Eli looked glum. “That was Mr. Frederick’s rule, too.”

“Mr. Frederick was your last teacher? Did you think that system was unfair?”

The boy lifted his shoulder again, not looking at her.

She propped her chin on her palm. “I want you to enjoy class, Eli. It’s no fun for any of us if one of our class members is miserable. But the fact of it is, if you’re caught trying to deliberately hurt another student, there’s not going to be anything I can do to help you. Principal Gage has very clear rules about behavior. What you did on the playground today was wrong.”

“The ball hardly hit him.”

“Only because he wasn’t standing still. And don’t act as if you were playing a game of dodgeball, because I know you weren’t.”

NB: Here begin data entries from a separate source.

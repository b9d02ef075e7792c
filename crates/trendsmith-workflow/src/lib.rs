//! Trendsmith Workflow
//!
//! This crate provides the validated workflow graph for trendsmith.
//! A [`Graph`] is built from a configuration-level [`GraphDef`] and is ready
//! for the engine to walk.
//!
//! Key differences from the raw definition:
//! - Edges and refresh references are checked against known nodes
//! - Predecessor sets are derived (or verified when declared)
//! - The graph is acyclic and every node is reachable from the entry
//!
//! It also holds the [`Topic`] record that seeds every run and the built-in
//! graph variants.
//!
//! [`GraphDef`]: trendsmith_config::GraphDef

mod error;
mod graph;
mod topic;
mod variants;

pub use error::WorkflowError;
pub use graph::Graph;
pub use topic::Topic;
pub use variants::{GraphVariant, nodes, search_only_graph, standard_graph};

His face scrunched up, like he’d swallowed something bitter. “Sorry,” he mumbled.

“It’s Jonathan who deserves the apology. You can use my phone here to call him, if you’d like.”

His lips parted. “Now?”

She could almost have let herself be amused by his appalled expression. “No time like the present. And I’ll bet that Jonathan is home by now since he lives just around the corner.” She plopped the phone on the corner of her desk in front of Eli and pulled out the phone list. “Ready?”

Eli morosely picked up the phone and dialed the number that she recited.

Deciding to give him at least the illusion of some privacy, she rose and moved away from her desk, crossing the room to straighten the art supplies still scattered across the counter. The students had been painting Thanksgiving turkeys that afternoon.

Behind her, she heard Eli deliver his apology. Short. Brief. About what she’d expected.

But at least he’d offered it.

She hadn’t been sure he would, given his mutinous attitude that afternoon.

She tapped the ends of her handful of paintbrushes on the counter, then dropped them into the canning jar where they fanned out like some arty bouquet. She turned around to face Eli and caught him surreptitiously swiping his cheek.

Tension and irritation drained out of her the same way it always did when it came to working with kids.

Evidently, Eli—son of Max Scalise or not—was no exception.

“Remember that tomorrow is a brand-new day,” she said to him. “All fresh. Right?”

He didn’t exactly jump up and down in agreement. But he didn’t roll his eyes, either.

“Come on. I’ll walk you out. Is—is your dad supposed to pick you up?”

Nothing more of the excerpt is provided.